Consumer spending bounced back sharply in America last month. That's the good news. But paychecks got smaller at the same time, complicating hopes for a quick economic rebound.
Personal consumption expenditures -- i.e. spending -- jumped an unprecedented 8.2%, the Bureau of Economic Analysis reported Friday. It reversed from a revised 12.6% collapse in spending in April, when the economy ground to a halt and people stayed at home to limit the spread of Covid-19.
America's savings rate stood at 23.2% in May, down from 32.2% in April.
So far so good. Many economic indicators registered stark declines in April -- the height of the lockdown -- and rebounded in May, making the data very choppy. It looks like consumer spending fits that pattern, too. That's important because some two-thirds of America's economic growth are driven by consumer spending.

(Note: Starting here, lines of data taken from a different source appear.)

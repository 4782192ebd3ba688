use super::dto::{RowResult, StatementLine, StatementRowRaw};
use crate::errors::ImportError;
use crate::parsers::traits::Parser;
use crate::types::{SkipReason, SkippedLine};
use csv::{ReaderBuilder, StringRecord, Trim};

/// Exportação de fatura de cartão com colunas `title`, `amount` e `date`.
///
/// Cabeçalhos ignoram maiúsculas e aceitam os nomes em português usados
/// pelos emissores brasileiros (`titulo`, `descricao`, `valor`, `data`).
pub struct StatementCsvParser;

fn canonical_column(header: &str) -> Option<&'static str> {
    let name = header.trim().trim_start_matches('\u{feff}').to_lowercase();
    match name.as_str() {
        "title" | "titulo" | "título" | "descricao" | "descrição" | "description" => Some("title"),
        "amount" | "valor" | "value" => Some("amount"),
        "date" | "data" => Some("date"),
        _ => None,
    }
}

/// Renomeia cabeçalhos conhecidos para o nome canônico. Só o primeiro que
/// mapeia para cada coluna vale; os demais mantêm o próprio nome em minúsculas.
fn canonical_headers(headers: &StringRecord) -> Result<StringRecord, ImportError> {
    let mut seen: Vec<&'static str> = Vec::new();
    let mut out = StringRecord::new();

    for header in headers.iter() {
        match canonical_column(header) {
            Some(column) if !seen.contains(&column) => {
                seen.push(column);
                out.push_field(column);
            }
            _ => out.push_field(&header.trim().to_lowercase()),
        }
    }

    for required in ["title", "amount"] {
        if !seen.contains(&required) {
            return Err(ImportError::MissingColumn(required));
        }
    }

    Ok(out)
}

/// Exportações brasileiras costumam usar `;` e deixar `,` para os decimais.
fn detect_delimiter(content: &str) -> u8 {
    let header = content.lines().next().unwrap_or("");
    if header.matches(';').count() > header.matches(',').count() {
        b';'
    } else {
        b','
    }
}

impl Parser for StatementCsvParser {
    type Output = RowResult;

    fn is_supported(filename: Option<&str>, content: &str) -> bool {
        match filename {
            Some(name) => {
                let name = name.to_lowercase();
                name.ends_with(".csv") || name.ends_with(".txt")
            }
            None => {
                let first_line = content.lines().next().unwrap_or("");
                let columns: Vec<_> = first_line
                    .split(|c: char| c == ',' || c == ';')
                    .filter_map(|h| {
                        canonical_column(h.trim().trim_start_matches('\u{feff}').trim_matches('"'))
                    })
                    .collect();
                columns.contains(&"title") && columns.contains(&"amount")
            }
        }
    }

    fn parse(content: &str) -> Result<Vec<Self::Output>, ImportError> {
        let mut reader = ReaderBuilder::new()
            .has_headers(true)
            .flexible(true)
            .trim(Trim::All)
            .delimiter(detect_delimiter(content))
            .from_reader(content.as_bytes());

        let headers = reader
            .headers()
            .map_err(|e| ImportError::ParseFailed(format!("CSV header error: {}", e)))?;
        let headers = canonical_headers(headers)?;

        let mut rows = Vec::new();
        let mut record = StringRecord::new();

        loop {
            match reader.read_record(&mut record) {
                Ok(true) => {
                    let line = record.position().map(|p| p.line()).unwrap_or_default();
                    let row = match record.deserialize::<StatementRowRaw>(Some(&headers)) {
                        Ok(raw) => StatementLine::from_raw(line, raw),
                        Err(_) => Err(SkippedLine::new(line, None, SkipReason::MalformedRecord)),
                    };
                    rows.push(row);
                }
                Ok(false) => break,
                Err(e) if e.is_io_error() => {
                    return Err(ImportError::ParseFailed(format!("CSV read error: {}", e)));
                }
                Err(e) => {
                    let line = e.position().map(|p| p.line()).unwrap_or_default();
                    rows.push(Err(SkippedLine::new(line, None, SkipReason::MalformedRecord)));
                }
            }
        }

        Ok(rows)
    }
}
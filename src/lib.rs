//! Transforma faturas de cartão de crédito exportadas em registros de gastos.
//!
//! Cada linha do CSV vira um ou mais gastos. Compras parceladas (`Parcela 2/5`)
//! geram as parcelas restantes, pagamentos e estornos ficam de fora e todo
//! gasto recebe o mês em que será pago.
//!
//! ```rust,ignore
//! use controle_gastos::ImportBuilder;
//!
//! let preview = ImportBuilder::new()
//!     .filename("fatura.csv")
//!     .closing_day(3)
//!     .preview(&existing)?;
//! ```

mod builder;
mod installment;
mod options;
mod period;
mod preview;
mod refunds;
mod sink;
mod transformer;
mod types;

pub mod errors;
pub mod parsers;

pub use builder::{FileFormat, ImportBuilder};
pub use errors::{ImportError, ImportResult};
pub use installment::{parse_installments, InstallmentPlan, Installments, MAX_INSTALLMENTS};
pub use options::{ImportOptions, PaymentSchedule, DEFAULT_CATEGORY, DEFAULT_EXCLUSION_PHRASES};
pub use parsers::prelude::*;
pub use period::{parse_month, MonthLocale, PaymentMonth};
pub use preview::{
    filter_duplicates, is_duplicate, CategorySummary, ImportPreview, ImportReport, MonthSummary,
    PreviewItem, DEFAULT_TOP_ITEMS,
};
pub use refunds::{is_refund_title, normalize_description};
pub use sink::{ExpenseSink, ImportBatch, Session, SinkError};
pub use transformer::{transform, transform_csv};
pub use types::{ExpenseCandidate, ImportOutcome, SkipReason, SkippedLine};
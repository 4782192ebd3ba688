use chrono::NaiveDate;
use rust_decimal::Decimal;
use serde::{Deserialize, Serialize};

use super::types::{CsvAmount, CsvDate};
use crate::types::{SkipReason, SkippedLine};

/// Linha como lida do CSV, com cabeçalhos já mapeados para
/// `title`/`amount`/`date`. Colunas ausentes no arquivo viram `None`.
#[derive(Debug, Deserialize)]
pub struct StatementRowRaw {
    #[serde(default)]
    pub title: Option<String>,
    #[serde(default)]
    pub amount: Option<String>,
    #[serde(default)]
    pub date: Option<String>,
}

/// Linha da fatura com título e valor utilizáveis.
#[derive(Debug, Clone, PartialEq, Serialize, Deserialize)]
pub struct StatementLine {
    pub line: u64,
    pub title: String,
    pub amount: Decimal,
    /// `None` quando o arquivo não traz data ou ela não pôde ser lida.
    pub date: Option<NaiveDate>,
}

pub type RowResult = Result<StatementLine, SkippedLine>;

impl StatementLine {
    pub fn from_raw(line: u64, raw: StatementRowRaw) -> RowResult {
        let title = raw
            .title
            .map(|t| t.trim().to_string())
            .filter(|t| !t.is_empty());

        let Some(title) = title else {
            return Err(SkippedLine::new(line, None, SkipReason::EmptyTitle));
        };

        let amount = match raw.amount.map(CsvAmount::from).map(|a| a.parse()) {
            Some(Ok(amount)) => amount,
            _ => return Err(SkippedLine::new(line, Some(title), SkipReason::InvalidAmount)),
        };

        let date = raw.date.and_then(|d| CsvDate::from(d).parse().ok());

        Ok(StatementLine {
            line,
            title,
            amount,
            date,
        })
    }
}

#[cfg(test)]
mod tests {
    use super::*;
    use std::str::FromStr;

    fn raw(title: Option<&str>, amount: Option<&str>, date: Option<&str>) -> StatementRowRaw {
        StatementRowRaw {
            title: title.map(str::to_string),
            amount: amount.map(str::to_string),
            date: date.map(str::to_string),
        }
    }

    #[test]
    fn test_valid_row() {
        let line = StatementLine::from_raw(2, raw(Some(" Amazon "), Some("100,00"), Some("2024-01-15")))
            .unwrap();

        assert_eq!(line.line, 2);
        assert_eq!(line.title, "Amazon");
        assert_eq!(line.amount, Decimal::from_str("100.00").unwrap());
        assert_eq!(line.date, NaiveDate::from_ymd_opt(2024, 1, 15));
    }

    #[test]
    fn test_bad_date_becomes_none() {
        let line = StatementLine::from_raw(3, raw(Some("Uber"), Some("12.30"), Some("ontem"))).unwrap();
        assert_eq!(line.date, None);

        let line = StatementLine::from_raw(3, raw(Some("Uber"), Some("12.30"), None)).unwrap();
        assert_eq!(line.date, None);
    }

    #[test]
    fn test_missing_title() {
        let skipped = StatementLine::from_raw(4, raw(Some("   "), Some("1.00"), None)).unwrap_err();
        assert_eq!(skipped.reason, SkipReason::EmptyTitle);
        assert_eq!(skipped.line, 4);
    }

    #[test]
    fn test_non_numeric_amount() {
        let skipped = StatementLine::from_raw(5, raw(Some("Padaria"), Some("abc"), None)).unwrap_err();
        assert_eq!(skipped.reason, SkipReason::InvalidAmount);
        assert_eq!(skipped.title.as_deref(), Some("Padaria"));

        let skipped = StatementLine::from_raw(6, raw(Some("Padaria"), None, None)).unwrap_err();
        assert_eq!(skipped.reason, SkipReason::InvalidAmount);
    }
}
//! Linhas da fatura entram, candidatos a gasto saem.
//!
//! Puro e síncrono, sem I/O nem estado compartilhado. Linhas ruins são
//! descartadas e listadas em [`ImportOutcome::skipped`]; nunca abortam o lote.

use chrono::NaiveDate;
use log::{debug, info, warn};
use rust_decimal::Decimal;

use crate::errors::ImportResult;
use crate::installment::{parse_installments, squash, Installments};
use crate::options::{ImportOptions, PaymentSchedule};
use crate::parsers::prelude::*;
use crate::period::PaymentMonth;
use crate::refunds::{is_refund_title, RefundLedger};
use crate::types::{ExpenseCandidate, ImportOutcome, SkipReason, SkippedLine};

/// Lê `content` como CSV de fatura e o transforma.
///
/// Só falha quando o arquivo inteiro é inutilizável (coluna ausente, opções
/// inválidas); problemas de linha vão para o resultado.
pub fn transform_csv(content: &str, options: &ImportOptions) -> ImportResult<ImportOutcome> {
    options.validate()?;
    let rows = StatementCsvParser::parse(content).inspect_err(|e| warn!("statement rejected: {}", e))?;
    Ok(transform(rows, options))
}

pub fn transform(rows: Vec<RowResult>, options: &ImportOptions) -> ImportOutcome {
    let lines_read = rows.len();
    let mut lines = Vec::with_capacity(rows.len());
    let mut skipped = Vec::new();

    for row in rows {
        match row {
            Ok(line) => lines.push(line),
            Err(skip) => {
                debug!("line {} skipped: {}", skip.line, skip.reason);
                skipped.push(skip);
            }
        }
    }

    let mut refunds = if options.match_refunds {
        RefundLedger::from_lines(&lines)
    } else {
        RefundLedger::default()
    };
    if !refunds.is_empty() {
        debug!("refunds pending match: {:?}", refunds);
    }

    let context = LineContext {
        options,
        schedule: options.schedule(),
        today: options.today(),
    };

    let mut candidates = Vec::new();
    for line in lines {
        match context.expand(&line, &mut refunds) {
            Ok(expanded) => candidates.extend(expanded),
            Err(reason) => {
                debug!("line {} ({:?}) skipped: {}", line.line, line.title, reason);
                skipped.push(SkippedLine::new(line.line, Some(line.title), reason));
            }
        }
    }

    if let Some(anchor) = options.effective_anchor() {
        for candidate in &mut candidates {
            candidate.set_period(anchor, options.locale);
        }
    }

    skipped.sort_by_key(|s| s.line);

    info!(
        "statement transformed: {} lines read, {} candidates, {} ignored",
        lines_read,
        candidates.len(),
        skipped.len()
    );

    ImportOutcome {
        candidates,
        lines_read,
        ignored: skipped.len(),
        skipped,
    }
}

struct LineContext<'a> {
    options: &'a ImportOptions,
    schedule: PaymentSchedule,
    /// Data usada nas linhas sem data.
    today: NaiveDate,
}

impl LineContext<'_> {
    fn expand(
        &self,
        line: &StatementLine,
        refunds: &mut RefundLedger,
    ) -> Result<Vec<ExpenseCandidate>, SkipReason> {
        if self.options.is_excluded(&line.title) {
            return Err(SkipReason::ExcludedTitle);
        }
        if is_refund_title(&line.title) {
            return Err(SkipReason::RefundLine);
        }

        let amount = line.amount.round_dp(2);
        if amount <= Decimal::ZERO {
            return Err(SkipReason::NonPositiveAmount);
        }
        if refunds.consume(&line.title, line.amount) {
            return Err(SkipReason::Refunded);
        }

        let base = self.schedule.payment_month(line.date.unwrap_or(self.today));

        match parse_installments(&line.title)? {
            Installments::Single => Ok(vec![self.candidate(
                squash(&line.title),
                amount,
                base,
                false,
                None,
            )]),
            Installments::Plan(plan) => {
                if plan.is_inverted() {
                    return Err(SkipReason::InvertedInstallment);
                }

                // título que é só o marcador não tem descrição
                if plan.description.is_empty() {
                    return Err(SkipReason::EmptyTitle);
                }
                let description = plan.description.clone();

                let range = if self.options.collapses_installments() {
                    plan.current..=plan.current
                } else {
                    plan.remaining()
                };

                Ok(range
                    .map(|i| {
                        self.candidate(
                            description.clone(),
                            amount,
                            base.plus_months(i - plan.current),
                            i == plan.current,
                            Some((i, plan.total)),
                        )
                    })
                    .collect())
            }
        }
    }

    fn candidate(
        &self,
        description: String,
        amount: Decimal,
        period: PaymentMonth,
        paid: bool,
        installment: Option<(u32, u32)>,
    ) -> ExpenseCandidate {
        ExpenseCandidate {
            description,
            category: self.options.category.clone(),
            amount,
            payment_month: period.month(),
            payment_year: period.year(),
            reference: period.label(self.options.locale),
            paid,
            installment: installment.map(|(current, _)| current),
            installment_total: installment.map(|(_, total)| total),
        }
    }
}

But the recovery story is not quite that simple.
While spending rebounded, personal incomes fell by 4.2% and disposable income declined by 4.9%.
The main reason for the drop: a lower level of government social benefits that were paid out to Americans. Most people cashed their stimulus checks already, so the sugar rush is wearing off. The Trump administration is considering a second round of stimulus checks, but nothing is decided yet.
That decline was partially offset by more unemployment claims being paid out in May, the BEA said. Under the CARES Act, the government expanded unemployment benefits, including adding $600 per week. But so far, the additional cash is only meant to be paid through the end of July.
For some, the enhanced benefits currently pay more than their previous wages.
Traditionally, lawmakers worried that too-generous unemployment benefits would keep people from wanting to go back to work. But in the pandemic recession, the text book can be thrown out of the window.
Even though claims for benefits are decreasing slowly, and a record 2.5 million jobs were added to the economy in May -- with a further 3 million expected in next week's June jobs report -- millions of Americans remain reliant on benefits to make ends meet. The unemployment rate remains above the level it reached during the financial crisis and this week's report from the Department of Labor showed nearly 20 million people filed for benefits for at least two weeks in a row as of June 13.
This means consumers, the main driver of economic growth in America, will remain constrained in their spending. That's why "cutting off a policy support that helps households maintain spending is a terrible idea, both for these households' welfare and for macroeconomic stabilization," said Josh Bivens, director of research at the Economic Policy Institute.
Bivens thinks extending the additional $600 of weekly jobless benefits through the middle of next year” would provide an average quarterly boost to gross domestic product of 3.7% and employment of 5.1 million workers.”